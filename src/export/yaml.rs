//! YAML Export functionality
//!
//! The same full export as JSON, in a human-readable form.

use std::io::Write;

use crate::error::{MomuneyError, MomuneyResult};
use crate::export::json::FullExport;
use crate::models::User;

/// Export the full user to YAML
pub fn export_full_yaml<W: Write>(user: &User, writer: &mut W) -> MomuneyResult<()> {
    let export = FullExport::from_user(user);
    let io_err = |e: std::io::Error| MomuneyError::Export(e.to_string());

    writeln!(writer, "# Momuney Full Export").map_err(io_err)?;
    writeln!(writer, "# Generated: {}", export.exported_at).map_err(io_err)?;
    writeln!(writer, "# App Version: {}", export.app_version).map_err(io_err)?;
    writeln!(writer).map_err(io_err)?;

    serde_yaml::to_writer(writer, &export).map_err(|e| MomuneyError::Export(e.to_string()))?;

    Ok(())
}
//! User settings for Momuney
//!
//! Display preferences and defaults for the summary and list commands.

use chrono::format::{Item, StrftimeItems};
use serde::{Deserialize, Serialize};

use super::paths::MomuneyPaths;
use crate::error::MomuneyError;
use crate::services::SearchField;

/// User settings for Momuney
#[derive(Debug, Clone, Serialize, Deserialize)]
pub struct Settings {
    /// Currency symbol used when printing amounts
    #[serde(default = "default_currency")]
    pub currency_symbol: String,

    /// Date format preference (strftime format)
    #[serde(default = "default_date_format")]
    pub date_format: String,

    /// Field searched when `--keyword` is given without `--search-by`
    #[serde(default)]
    pub default_search_field: Option<SearchField>,

    /// Default number of rows shown by `transaction list`
    #[serde(default = "default_list_limit")]
    pub list_limit: usize,
}

fn default_currency() -> String {
    "$".to_string()
}

fn default_date_format() -> String {
    "%Y-%m-%d".to_string()
}

fn default_list_limit() -> usize {
    50
}

impl Default for Settings {
    fn default() -> Self {
        Self {
            currency_symbol: default_currency(),
            date_format: default_date_format(),
            default_search_field: None,
            list_limit: default_list_limit(),
        }
    }
}

impl Settings {
    /// Load settings from disk, or return defaults if the file doesn't exist
    pub fn load_or_create(paths: &MomuneyPaths) -> Result<Self, MomuneyError> {
        let settings_path = paths.settings_file();

        if settings_path.exists() {
            let contents = std::fs::read_to_string(&settings_path).map_err(|e| {
                MomuneyError::Io(format!("Failed to read settings file: {}", e))
            })?;

            let settings: Settings = serde_json::from_str(&contents).map_err(|e| {
                MomuneyError::Config(format!("Failed to parse settings file: {}", e))
            })?;

            settings.validate()?;
            Ok(settings)
        } else {
            // Don't save yet - let caller decide when to persist
            Ok(Settings::default())
        }
    }

    /// Reject values that would fail later when printing
    pub fn validate(&self) -> Result<(), MomuneyError> {
        if StrftimeItems::new(&self.date_format).any(|item| matches!(item, Item::Error)) {
            return Err(MomuneyError::Config(format!(
                "Invalid date_format in settings: {}",
                self.date_format
            )));
        }
        Ok(())
    }

    /// Save settings to disk
    pub fn save(&self, paths: &MomuneyPaths) -> Result<(), MomuneyError> {
        paths.ensure_directories()?;

        let contents = serde_json::to_string_pretty(self).map_err(|e| {
            MomuneyError::Config(format!("Failed to serialize settings: {}", e))
        })?;

        std::fs::write(paths.settings_file(), contents)
            .map_err(|e| MomuneyError::Io(format!("Failed to write settings file: {}", e)))?;

        Ok(())
    }
}
//! Vendor CLI commands

use clap::Subcommand;

use crate::config::Settings;
use crate::display::format_vendor_list;
use crate::error::MomuneyResult;
use crate::services::VendorService;
use crate::storage::UserStore;

/// Vendor subcommands
#[derive(Subcommand, Debug)]
pub enum VendorCommands {
    /// List the vendor directory
    List {
        /// Only vendors whose name or location contains this text
        #[arg(short, long)]
        search: Option<String>,
    },
}

/// Handle a vendor command
pub fn handle_vendor_command(
    store: &UserStore,
    settings: &Settings,
    cmd: VendorCommands,
) -> MomuneyResult<()> {
    let service = VendorService::new(store);

    match cmd {
        VendorCommands::List { search } => {
            let vendors = match search {
                Some(query) => service.search(&query),
                None => service.list(),
            };
            print!("{}", format_vendor_list(&vendors, settings));
        }
    }

    Ok(())
}
use std::path::PathBuf;

use anyhow::Result;
use clap::{Parser, Subcommand};
use log::warn;

use momuney::cli::{
    handle_category_command, handle_export_command, handle_summary_command,
    handle_transaction_command, handle_vendor_command, CategoryCommands, ExportFormat,
    SummaryArgs, TransactionCommands, VendorCommands,
};
use momuney::config::{paths::MomuneyPaths, settings::Settings};
use momuney::storage::{initialize_storage, LoadOutcome, UserStore};

#[derive(Parser)]
#[command(
    name = "momuney",
    version,
    about = "Track your spending and see where the money goes",
    long_about = "Momuney records your expenses by category and vendor in a local \
                  JSON file and summarizes spending per category, with filters by \
                  date range and vendor name or location."
)]
struct Cli {
    #[command(subcommand)]
    command: Option<Commands>,
}

#[derive(Subcommand)]
enum Commands {
    /// Create the data directory, settings and an empty data file
    Init,

    /// Show current configuration and paths
    Config,

    /// Transaction management commands
    #[command(subcommand, alias = "txn")]
    Transaction(TransactionCommands),

    /// Category commands
    #[command(subcommand)]
    Category(CategoryCommands),

    /// Vendor directory commands
    #[command(subcommand)]
    Vendor(VendorCommands),

    /// Spending summary by category
    Summary(SummaryArgs),

    /// Export data to a file
    Export {
        /// Export format
        #[arg(value_enum)]
        format: ExportFormat,
        /// Output file path
        output: PathBuf,
    },
}

fn main() -> Result<()> {
    env_logger::Builder::from_env(env_logger::Env::default().default_filter_or("warn")).init();

    let cli = Cli::parse();

    let paths = MomuneyPaths::new()?;
    let settings = Settings::load_or_create(&paths)?;

    match cli.command {
        Some(Commands::Init) => {
            println!("Initializing Momuney at: {}", paths.base_dir().display());
            if initialize_storage(&paths, &settings)? {
                println!("Created {}", paths.user_data_file().display());
            } else {
                println!("Existing data kept at {}", paths.user_data_file().display());
            }
            println!("Initialization complete!");
        }
        Some(Commands::Config) => {
            println!("Momuney Configuration");
            println!("=====================");
            println!("Base directory: {}", paths.base_dir().display());
            println!("Settings file:  {}", paths.settings_file().display());
            println!("Data file:      {}", paths.user_data_file().display());
            println!();
            println!("Currency:       {}", settings.currency_symbol);
            println!("Date format:    {}", settings.date_format);
            match settings.default_search_field {
                Some(field) => println!("Search field:   {}", field),
                None => println!("Search field:   (none)"),
            }
            println!("List limit:     {}", settings.list_limit);
        }
        Some(Commands::Transaction(cmd)) => {
            let mut store = open_store(&paths)?;
            handle_transaction_command(&mut store, &settings, cmd)?;
        }
        Some(Commands::Category(cmd)) => {
            handle_category_command(&open_store(&paths)?, &settings, cmd)?;
        }
        Some(Commands::Vendor(cmd)) => {
            handle_vendor_command(&open_store(&paths)?, &settings, cmd)?;
        }
        Some(Commands::Summary(args)) => {
            handle_summary_command(&open_store(&paths)?, &settings, args)?;
        }
        Some(Commands::Export { format, output }) => {
            handle_export_command(&open_store(&paths)?, format, output)?;
        }
        None => {
            println!("Momuney - personal spending tracker");
            println!();
            println!("Run 'momuney --help' for usage information.");
            println!("Run 'momuney init' to set up your data file.");
        }
    }

    Ok(())
}

/// Open the data file, noting when a fresh one had to be created
fn open_store(paths: &MomuneyPaths) -> Result<UserStore> {
    let store = UserStore::open(paths)?;
    if store.outcome() == LoadOutcome::Created {
        warn!("Started a new data file at {}", store.path().display());
    }
    Ok(store)
}
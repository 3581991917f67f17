//! User store
//!
//! Owns the single `UserData.json` file. The whole `User` is read once when
//! the store is opened and written back wholesale on every update.

use std::path::{Path, PathBuf};

use log::{debug, info};

use crate::config::paths::MomuneyPaths;
use crate::error::MomuneyResult;
use crate::models::User;

use super::file_io::{read_json_optional, write_json_atomic};

/// How the user data came into memory
#[derive(Debug, Clone, Copy, PartialEq, Eq)]
pub enum LoadOutcome {
    /// An existing store file was read
    Loaded,
    /// No store file existed; a default user was created and written
    Created,
}

/// Handle to the persisted user data
pub struct UserStore {
    path: PathBuf,
    user: User,
    outcome: LoadOutcome,
}

impl UserStore {
    /// Open the store at the configured location
    pub fn open(paths: &MomuneyPaths) -> MomuneyResult<Self> {
        Self::open_at(paths.user_data_file())
    }

    /// Open the store file at `path`, creating it with a default user if absent
    ///
    /// A corrupt file is reported, never overwritten.
    pub fn open_at(path: impl Into<PathBuf>) -> MomuneyResult<Self> {
        let path = path.into();

        match read_json_optional::<User, _>(&path)? {
            Some(mut user) => {
                // Totals on disk may be stale if the file was edited by hand
                user.recompute_categories();
                info!(
                    "Loaded {} transactions from {}",
                    user.transactions.len(),
                    path.display()
                );
                Ok(Self {
                    path,
                    user,
                    outcome: LoadOutcome::Loaded,
                })
            }
            None => {
                info!(
                    "No data file at {}, creating default user",
                    path.display()
                );
                let user = User::create_default_user();
                write_json_atomic(&path, &user)?;
                Ok(Self {
                    path,
                    user,
                    outcome: LoadOutcome::Created,
                })
            }
        }
    }

    pub fn path(&self) -> &Path {
        &self.path
    }

    pub fn outcome(&self) -> LoadOutcome {
        self.outcome
    }

    pub fn user(&self) -> &User {
        &self.user
    }

    /// Apply `f` to the user and persist the result
    ///
    /// The in-memory user is only replaced once the write succeeds.
    pub fn update<F, T>(&mut self, f: F) -> MomuneyResult<T>
    where
        F: FnOnce(&mut User) -> MomuneyResult<T>,
    {
        let mut draft = self.user.clone();
        let value = f(&mut draft)?;
        self.save_user(&draft)?;
        self.user = draft;
        Ok(value)
    }

    fn save_user(&self, user: &User) -> MomuneyResult<()> {
        debug!("Writing user data to {}", self.path.display());
        write_json_atomic(&self.path, user)
    }
}
//! CSV Export functionality
//!
//! Exports transactions to a spreadsheet-compatible CSV file.

use std::io::Write;

use crate::error::{MomuneyError, MomuneyResult};
use crate::models::Transaction;

/// Export transactions to CSV, one row per transaction
pub fn export_transactions_csv<W: Write>(
    transactions: &[Transaction],
    writer: W,
) -> MomuneyResult<()> {
    let mut csv_writer = csv::Writer::from_writer(writer);
    let export_err = |e: csv::Error| MomuneyError::Export(e.to_string());

    csv_writer
        .write_record([
            "ID", "Date", "Category", "Vendor", "Location", "Amount", "Memo",
        ])
        .map_err(export_err)?;

    for txn in transactions {
        csv_writer
            .write_record([
                txn.id.as_uuid().to_string(),
                txn.date.to_string(),
                txn.category.clone(),
                txn.vendor.name.clone(),
                txn.vendor.location.clone(),
                format!("{:.2}", txn.amount.as_f64()),
                txn.memo.clone(),
            ])
            .map_err(export_err)?;
    }

    csv_writer
        .flush()
        .map_err(|e| MomuneyError::Export(e.to_string()))?;

    Ok(())
}
//! Service layer for Momuney
//!
//! Pure functions over transaction lists (aggregation, filtering, percentage
//! formatting) plus the services that read and update the user store.

pub mod aggregate;
pub mod filter;
pub mod percentage;
pub mod transaction;
pub mod vendor;

pub use aggregate::{aggregate_by_category, category_totals, total_spending};
pub use filter::{SearchField, TransactionFilter};
pub use percentage::to_percentage;
pub use transaction::{CreateTransactionInput, TransactionService};
pub use vendor::{VendorService, VendorUsage};
//! Transaction service
//!
//! Validates and records new transactions, lists them through a
//! [`TransactionFilter`], and deletes them by ID.

use chrono::NaiveDate;
use log::info;

use crate::error::{MomuneyError, MomuneyResult};
use crate::models::{Money, Transaction, Vendor};
use crate::storage::UserStore;

use super::filter::TransactionFilter;

/// Input for creating a new transaction
#[derive(Debug, Clone)]
pub struct CreateTransactionInput {
    pub amount: Money,
    pub category: String,
    pub date: NaiveDate,
    pub vendor_name: String,
    pub vendor_location: String,
    pub memo: Option<String>,
}

/// Service for transaction management
pub struct TransactionService<'a> {
    store: &'a mut UserStore,
}

impl<'a> TransactionService<'a> {
    pub fn new(store: &'a mut UserStore) -> Self {
        Self { store }
    }

    /// Record a new transaction and persist the user
    pub fn create(&mut self, input: CreateTransactionInput) -> MomuneyResult<Transaction> {
        let vendor = Vendor::new(input.vendor_name.trim(), input.vendor_location.trim());

        let mut txn = Transaction::new(input.amount, input.category, input.date, vendor);
        if let Some(memo) = input.memo {
            txn.memo = memo.trim().to_string();
        }

        txn.validate()
            .map_err(|e| MomuneyError::Validation(e.to_string()))?;

        // Reuse the spelling already in the vendor directory
        if let Some(known) = self
            .store
            .user()
            .vendors
            .iter()
            .find(|v| v.same_as(&txn.vendor))
        {
            txn.vendor = known.clone();
        }

        let created = txn.clone();
        self.store.update(move |user| {
            user.add_transaction(txn);
            Ok(())
        })?;

        info!("Recorded transaction {} ({})", created.id, created.category);
        Ok(created)
    }

    /// Transactions passing `filter`, in stored order
    pub fn list(&self, filter: &TransactionFilter) -> Vec<Transaction> {
        filter.apply(&self.store.user().transactions)
    }

    /// The most recent `limit` transactions passing `filter`, newest first
    pub fn list_recent(&self, filter: &TransactionFilter, limit: usize) -> Vec<Transaction> {
        let mut transactions = self.list(filter);
        transactions.sort_by(|a, b| b.date.cmp(&a.date).then(b.created_at.cmp(&a.created_at)));
        transactions.truncate(limit);
        transactions
    }

    /// Find a transaction by full UUID or short ID
    ///
    /// A short ID shared by several transactions is an error, never a guess.
    pub fn find(&self, identifier: &str) -> MomuneyResult<Transaction> {
        match self.store.user().find_transactions(identifier).as_slice() {
            [] => Err(MomuneyError::transaction_not_found(identifier)),
            [txn] => Ok((*txn).clone()),
            matches => Err(MomuneyError::AmbiguousId {
                identifier: identifier.to_string(),
                count: matches.len(),
            }),
        }
    }

    /// Delete a transaction and persist the user
    pub fn delete(&mut self, identifier: &str) -> MomuneyResult<Transaction> {
        let id = self.find(identifier)?.id;

        let removed = self.store.update(|user| {
            user.remove_transaction(id)
                .ok_or_else(|| MomuneyError::transaction_not_found(identifier))
        })?;

        info!("Deleted transaction {}", removed.id);
        Ok(removed)
    }
}
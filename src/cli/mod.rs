//! CLI command handlers
//!
//! This module contains the implementation of CLI commands,
//! bridging the clap argument parsing with the service layer.

pub mod category;
pub mod export;
pub mod summary;
pub mod transaction;
pub mod vendor;

use chrono::NaiveDate;
use clap::Args;

use crate::config::Settings;
use crate::error::{MomuneyError, MomuneyResult};
use crate::services::{SearchField, TransactionFilter};

pub use category::{handle_category_command, CategoryCommands};
pub use export::{handle_export_command, ExportFormat};
pub use summary::{handle_summary_command, SummaryArgs};
pub use transaction::{handle_transaction_command, TransactionCommands};
pub use vendor::{handle_vendor_command, VendorCommands};

/// Date range and keyword options shared by list and summary commands
#[derive(Args, Debug, Clone, Default)]
pub struct FilterArgs {
    /// Earliest date to include (YYYY-MM-DD)
    #[arg(long)]
    pub from: Option<String>,

    /// Latest date to include (YYYY-MM-DD)
    #[arg(long)]
    pub to: Option<String>,

    /// Vendor field to search: "name" or "location"
    #[arg(long = "search-by")]
    pub search_by: Option<SearchField>,

    /// Keyword to look for in the selected vendor field
    #[arg(short, long)]
    pub keyword: Option<String>,
}

impl FilterArgs {
    /// Build a validated filter, falling back to the configured search field
    pub fn into_filter(self, settings: &Settings) -> MomuneyResult<TransactionFilter> {
        let keyword = self.keyword.unwrap_or_default();
        let search_field = self.search_by.or(settings.default_search_field);

        if !keyword.is_empty() && search_field.is_none() {
            return Err(MomuneyError::Validation(
                "--keyword needs --search-by name|location".into(),
            ));
        }

        let filter = TransactionFilter::new()
            .with_date_from(self.from.as_deref().map(parse_date).transpose()?)
            .with_date_to(self.to.as_deref().map(parse_date).transpose()?)
            .with_search(search_field, keyword);

        filter.validate()?;
        Ok(filter)
    }
}

/// Parse a YYYY-MM-DD date argument
pub fn parse_date(s: &str) -> MomuneyResult<NaiveDate> {
    NaiveDate::parse_from_str(s.trim(), "%Y-%m-%d")
        .map_err(|_| MomuneyError::Validation(format!("Invalid date format: {}. Use YYYY-MM-DD", s)))
}

#[cfg(test)]
mod tests {
    use super::*;

    #[test]
    fn test_parse_date() {
        assert_eq!(
            parse_date("2025-01-15").unwrap(),
            NaiveDate::from_ymd_opt(2025, 1, 15).unwrap()
        );
        assert!(parse_date("01/15/2025").is_err());
    }

    #[test]
    fn test_into_filter() {
        let args = FilterArgs {
            from: Some("2025-01-01".into()),
            to: Some("2025-01-31".into()),
            search_by: Some(SearchField::VendorName),
            keyword: Some("acme".into()),
        };

        let filter = args.into_filter(&Settings::default()).unwrap();
        assert!(filter.has_keyword());
        assert_eq!(filter.date_to, NaiveDate::from_ymd_opt(2025, 1, 31));
    }

    #[test]
    fn test_keyword_without_field() {
        let args = FilterArgs {
            keyword: Some("acme".into()),
            ..Default::default()
        };
        assert!(args.clone().into_filter(&Settings::default()).is_err());

        let settings = Settings {
            default_search_field: Some(SearchField::VendorLocation),
            ..Settings::default()
        };
        let filter = args.into_filter(&settings).unwrap();
        assert_eq!(filter.search_field, Some(SearchField::VendorLocation));
    }

    #[test]
    fn test_reversed_range_is_rejected() {
        let args = FilterArgs {
            from: Some("2025-02-01".into()),
            to: Some("2025-01-01".into()),
            ..Default::default()
        };

        let err = args.into_filter(&Settings::default()).unwrap_err();
        assert!(matches!(err, MomuneyError::InvalidDateRange { .. }));
    }
}
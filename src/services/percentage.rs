//! Percentage formatting for summary slices

/// Format a fraction in `[0, 1]` as a whole percentage, rounding half up
///
/// Callers must not pass `0 / 0`; a zero total has no meaningful share.
///
/// # Examples
/// ```
/// use momuney::services::to_percentage;
/// assert_eq!(to_percentage(0.5), "50%");
/// assert_eq!(to_percentage(0.005), "1%");
/// ```
pub fn to_percentage(fraction: f64) -> String {
    format!("{}%", round_half_up(fraction * 100.0))
}

fn round_half_up(value: f64) -> i64 {
    (value + 0.5).floor() as i64
}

# # # # # # #

▶ Exercise brief
Find the word "management" in the entries, and copy every line it shows up in.

▶ Answer box
    /// Transaction management commands
/// Service for transaction management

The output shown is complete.